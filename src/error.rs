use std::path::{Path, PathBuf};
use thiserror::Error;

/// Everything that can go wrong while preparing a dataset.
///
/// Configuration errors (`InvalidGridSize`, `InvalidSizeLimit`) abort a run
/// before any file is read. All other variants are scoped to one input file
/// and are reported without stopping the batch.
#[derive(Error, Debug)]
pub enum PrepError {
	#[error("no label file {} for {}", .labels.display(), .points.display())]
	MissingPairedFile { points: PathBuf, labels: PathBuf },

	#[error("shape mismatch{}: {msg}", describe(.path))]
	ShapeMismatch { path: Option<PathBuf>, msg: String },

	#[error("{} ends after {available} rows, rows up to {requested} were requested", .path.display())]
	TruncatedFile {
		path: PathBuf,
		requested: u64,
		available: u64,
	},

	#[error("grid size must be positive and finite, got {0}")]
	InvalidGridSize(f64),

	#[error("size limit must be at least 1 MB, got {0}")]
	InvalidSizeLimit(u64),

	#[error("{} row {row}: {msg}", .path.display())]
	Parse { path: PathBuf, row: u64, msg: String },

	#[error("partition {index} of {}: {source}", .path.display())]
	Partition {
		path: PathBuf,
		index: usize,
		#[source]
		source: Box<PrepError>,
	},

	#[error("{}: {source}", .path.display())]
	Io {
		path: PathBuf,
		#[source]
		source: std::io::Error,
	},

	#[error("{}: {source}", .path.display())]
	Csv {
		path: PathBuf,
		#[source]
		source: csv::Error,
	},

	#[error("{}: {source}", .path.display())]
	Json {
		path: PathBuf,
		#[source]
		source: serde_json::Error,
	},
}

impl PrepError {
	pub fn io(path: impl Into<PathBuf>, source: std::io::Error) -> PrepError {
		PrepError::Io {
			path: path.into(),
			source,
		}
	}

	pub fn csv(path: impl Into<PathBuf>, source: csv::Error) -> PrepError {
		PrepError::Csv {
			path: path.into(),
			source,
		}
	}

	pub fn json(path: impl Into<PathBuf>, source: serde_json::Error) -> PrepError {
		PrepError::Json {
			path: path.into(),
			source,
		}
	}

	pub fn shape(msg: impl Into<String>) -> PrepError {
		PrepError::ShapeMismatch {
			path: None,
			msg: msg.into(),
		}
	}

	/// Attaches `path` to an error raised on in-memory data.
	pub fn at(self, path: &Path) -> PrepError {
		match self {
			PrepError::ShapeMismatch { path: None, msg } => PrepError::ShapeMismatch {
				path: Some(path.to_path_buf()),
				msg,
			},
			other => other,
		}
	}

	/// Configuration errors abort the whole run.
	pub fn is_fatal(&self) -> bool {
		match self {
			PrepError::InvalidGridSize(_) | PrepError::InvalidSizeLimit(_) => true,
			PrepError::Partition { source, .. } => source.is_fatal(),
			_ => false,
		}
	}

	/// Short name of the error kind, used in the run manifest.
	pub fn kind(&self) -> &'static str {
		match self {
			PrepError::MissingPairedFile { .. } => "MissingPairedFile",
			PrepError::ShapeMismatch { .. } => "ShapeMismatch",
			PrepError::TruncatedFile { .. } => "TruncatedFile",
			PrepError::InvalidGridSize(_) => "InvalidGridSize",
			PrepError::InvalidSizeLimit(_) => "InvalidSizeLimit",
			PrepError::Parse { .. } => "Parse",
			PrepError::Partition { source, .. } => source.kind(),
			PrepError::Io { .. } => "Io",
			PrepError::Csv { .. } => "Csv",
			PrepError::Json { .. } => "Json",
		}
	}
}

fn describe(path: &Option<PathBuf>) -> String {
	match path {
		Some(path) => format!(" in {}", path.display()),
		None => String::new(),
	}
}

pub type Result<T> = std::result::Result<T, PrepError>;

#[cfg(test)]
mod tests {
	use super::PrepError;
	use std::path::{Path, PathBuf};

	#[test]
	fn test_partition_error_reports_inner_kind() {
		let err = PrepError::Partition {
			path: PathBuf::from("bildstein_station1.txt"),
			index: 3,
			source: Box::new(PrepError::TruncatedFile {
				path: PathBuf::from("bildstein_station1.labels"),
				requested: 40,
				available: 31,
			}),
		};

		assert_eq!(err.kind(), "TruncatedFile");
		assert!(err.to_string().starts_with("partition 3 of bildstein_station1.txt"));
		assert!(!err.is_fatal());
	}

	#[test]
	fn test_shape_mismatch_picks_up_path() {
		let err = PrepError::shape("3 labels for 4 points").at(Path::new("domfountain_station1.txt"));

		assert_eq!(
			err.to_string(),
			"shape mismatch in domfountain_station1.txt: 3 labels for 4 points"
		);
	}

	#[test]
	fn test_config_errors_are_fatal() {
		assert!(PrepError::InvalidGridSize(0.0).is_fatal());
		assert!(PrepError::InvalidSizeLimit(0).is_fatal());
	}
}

==

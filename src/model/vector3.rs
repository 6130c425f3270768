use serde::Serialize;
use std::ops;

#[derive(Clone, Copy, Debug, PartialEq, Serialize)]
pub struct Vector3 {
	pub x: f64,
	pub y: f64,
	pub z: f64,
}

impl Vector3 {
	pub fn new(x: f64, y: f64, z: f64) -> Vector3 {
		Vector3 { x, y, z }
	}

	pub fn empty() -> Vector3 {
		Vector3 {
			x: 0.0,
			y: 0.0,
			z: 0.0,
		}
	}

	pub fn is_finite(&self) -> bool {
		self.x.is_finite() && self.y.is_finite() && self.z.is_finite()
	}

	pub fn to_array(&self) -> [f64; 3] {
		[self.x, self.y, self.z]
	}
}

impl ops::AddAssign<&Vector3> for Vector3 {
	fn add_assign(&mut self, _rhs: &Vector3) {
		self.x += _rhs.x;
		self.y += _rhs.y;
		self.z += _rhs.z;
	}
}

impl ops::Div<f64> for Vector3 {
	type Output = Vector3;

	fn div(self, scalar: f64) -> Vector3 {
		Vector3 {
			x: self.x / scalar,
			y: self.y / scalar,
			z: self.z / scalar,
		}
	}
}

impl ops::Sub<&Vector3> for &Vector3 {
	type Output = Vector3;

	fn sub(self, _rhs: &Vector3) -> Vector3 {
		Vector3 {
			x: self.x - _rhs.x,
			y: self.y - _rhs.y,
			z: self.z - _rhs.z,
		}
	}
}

...

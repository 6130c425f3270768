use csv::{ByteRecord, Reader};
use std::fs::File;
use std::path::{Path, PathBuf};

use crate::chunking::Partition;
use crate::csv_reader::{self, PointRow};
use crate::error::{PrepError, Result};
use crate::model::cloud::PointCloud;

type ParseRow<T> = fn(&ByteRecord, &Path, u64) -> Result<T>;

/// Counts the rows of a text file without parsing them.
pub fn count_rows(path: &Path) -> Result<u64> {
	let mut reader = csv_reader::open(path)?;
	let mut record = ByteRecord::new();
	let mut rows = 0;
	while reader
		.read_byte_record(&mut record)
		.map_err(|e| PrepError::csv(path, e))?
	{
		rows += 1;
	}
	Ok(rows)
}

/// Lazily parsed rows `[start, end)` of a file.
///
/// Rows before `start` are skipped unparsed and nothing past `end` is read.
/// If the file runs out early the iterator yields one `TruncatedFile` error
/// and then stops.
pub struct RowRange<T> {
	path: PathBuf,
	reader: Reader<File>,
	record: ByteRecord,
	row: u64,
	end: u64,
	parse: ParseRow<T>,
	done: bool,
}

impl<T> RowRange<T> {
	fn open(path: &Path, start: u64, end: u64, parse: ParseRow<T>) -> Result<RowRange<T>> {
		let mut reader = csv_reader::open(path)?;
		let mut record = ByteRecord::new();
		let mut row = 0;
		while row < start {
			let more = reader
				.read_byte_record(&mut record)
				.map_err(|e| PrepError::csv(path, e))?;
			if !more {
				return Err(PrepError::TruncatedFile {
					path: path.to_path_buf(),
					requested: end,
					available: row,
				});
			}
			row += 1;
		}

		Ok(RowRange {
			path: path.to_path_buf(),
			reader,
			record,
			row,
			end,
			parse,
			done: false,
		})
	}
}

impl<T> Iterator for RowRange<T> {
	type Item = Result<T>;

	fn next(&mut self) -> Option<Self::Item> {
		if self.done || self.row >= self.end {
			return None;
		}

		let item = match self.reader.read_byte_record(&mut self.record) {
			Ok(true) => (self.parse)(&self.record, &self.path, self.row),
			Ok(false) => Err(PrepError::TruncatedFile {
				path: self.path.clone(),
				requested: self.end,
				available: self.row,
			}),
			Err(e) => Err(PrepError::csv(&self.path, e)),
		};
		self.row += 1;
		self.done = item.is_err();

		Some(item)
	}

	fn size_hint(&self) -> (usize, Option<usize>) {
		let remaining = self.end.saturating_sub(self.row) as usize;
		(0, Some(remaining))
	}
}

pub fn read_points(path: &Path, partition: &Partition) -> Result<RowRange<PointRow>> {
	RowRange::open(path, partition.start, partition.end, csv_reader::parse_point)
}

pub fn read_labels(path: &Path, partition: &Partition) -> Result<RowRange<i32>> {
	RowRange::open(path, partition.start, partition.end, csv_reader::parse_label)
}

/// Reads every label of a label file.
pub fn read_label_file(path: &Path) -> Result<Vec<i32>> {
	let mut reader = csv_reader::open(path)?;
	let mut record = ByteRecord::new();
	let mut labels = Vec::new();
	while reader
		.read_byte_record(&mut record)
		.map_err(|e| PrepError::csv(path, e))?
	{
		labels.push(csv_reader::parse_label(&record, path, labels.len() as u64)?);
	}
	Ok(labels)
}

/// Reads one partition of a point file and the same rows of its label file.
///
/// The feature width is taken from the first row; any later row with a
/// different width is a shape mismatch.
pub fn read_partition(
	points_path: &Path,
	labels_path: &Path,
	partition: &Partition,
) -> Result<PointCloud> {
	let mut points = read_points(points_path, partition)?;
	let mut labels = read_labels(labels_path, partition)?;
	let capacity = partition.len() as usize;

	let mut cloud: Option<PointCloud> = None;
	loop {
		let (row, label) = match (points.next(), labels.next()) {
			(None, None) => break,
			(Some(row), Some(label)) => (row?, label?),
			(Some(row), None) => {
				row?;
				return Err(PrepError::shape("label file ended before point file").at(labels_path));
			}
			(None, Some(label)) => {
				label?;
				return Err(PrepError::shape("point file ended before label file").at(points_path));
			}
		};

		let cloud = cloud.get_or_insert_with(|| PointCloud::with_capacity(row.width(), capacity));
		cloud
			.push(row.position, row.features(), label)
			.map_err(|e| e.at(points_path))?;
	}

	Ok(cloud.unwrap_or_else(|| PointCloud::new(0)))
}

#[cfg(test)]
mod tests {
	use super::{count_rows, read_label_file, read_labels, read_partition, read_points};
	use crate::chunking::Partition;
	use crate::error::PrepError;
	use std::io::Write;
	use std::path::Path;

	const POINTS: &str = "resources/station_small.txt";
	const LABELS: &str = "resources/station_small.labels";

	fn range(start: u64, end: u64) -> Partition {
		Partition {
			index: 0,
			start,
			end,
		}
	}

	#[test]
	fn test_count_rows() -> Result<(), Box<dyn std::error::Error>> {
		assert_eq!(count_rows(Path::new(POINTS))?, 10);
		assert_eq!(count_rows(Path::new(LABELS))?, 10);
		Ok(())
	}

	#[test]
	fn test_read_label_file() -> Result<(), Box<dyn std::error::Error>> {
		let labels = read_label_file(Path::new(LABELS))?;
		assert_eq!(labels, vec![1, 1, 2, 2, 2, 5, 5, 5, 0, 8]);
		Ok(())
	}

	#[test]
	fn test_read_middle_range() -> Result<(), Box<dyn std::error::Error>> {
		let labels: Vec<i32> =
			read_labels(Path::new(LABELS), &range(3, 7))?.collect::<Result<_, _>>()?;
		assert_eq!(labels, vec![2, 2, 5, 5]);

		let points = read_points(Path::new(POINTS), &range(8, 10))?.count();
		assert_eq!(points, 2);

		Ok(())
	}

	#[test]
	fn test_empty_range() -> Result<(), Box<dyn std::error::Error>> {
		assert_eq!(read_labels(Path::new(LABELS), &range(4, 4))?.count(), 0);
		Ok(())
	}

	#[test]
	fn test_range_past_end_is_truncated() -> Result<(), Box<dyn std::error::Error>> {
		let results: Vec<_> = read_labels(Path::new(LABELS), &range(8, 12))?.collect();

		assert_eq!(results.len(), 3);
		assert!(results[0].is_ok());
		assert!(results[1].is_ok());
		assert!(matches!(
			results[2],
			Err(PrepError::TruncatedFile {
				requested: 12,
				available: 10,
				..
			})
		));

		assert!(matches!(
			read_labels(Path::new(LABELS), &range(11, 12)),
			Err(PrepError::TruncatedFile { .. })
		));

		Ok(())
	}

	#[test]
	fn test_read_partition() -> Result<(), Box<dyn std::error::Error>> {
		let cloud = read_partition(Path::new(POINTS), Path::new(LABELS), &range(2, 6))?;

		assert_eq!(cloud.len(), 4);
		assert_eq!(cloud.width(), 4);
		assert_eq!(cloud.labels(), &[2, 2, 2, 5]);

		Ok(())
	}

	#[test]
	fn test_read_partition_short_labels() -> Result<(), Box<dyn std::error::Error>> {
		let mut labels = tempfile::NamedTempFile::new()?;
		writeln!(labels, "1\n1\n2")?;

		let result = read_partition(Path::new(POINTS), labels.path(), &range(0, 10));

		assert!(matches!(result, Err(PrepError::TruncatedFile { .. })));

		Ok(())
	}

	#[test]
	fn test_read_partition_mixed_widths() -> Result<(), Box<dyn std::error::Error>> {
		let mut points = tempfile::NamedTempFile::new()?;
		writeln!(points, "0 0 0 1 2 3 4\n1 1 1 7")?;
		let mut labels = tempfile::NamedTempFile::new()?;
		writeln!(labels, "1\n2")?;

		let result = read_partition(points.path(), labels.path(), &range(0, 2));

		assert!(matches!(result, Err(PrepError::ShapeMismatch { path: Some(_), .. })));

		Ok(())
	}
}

- **Assignment**
Scan the lines above for the word "available". Return each one that has it.

- **Written response**
	#[error("{} ends after {available} rows, rows up to {requested} were requested", .path.display())]
		available: u64,
				available: 31,
					available: row,
				available: self.row,
				available: 10,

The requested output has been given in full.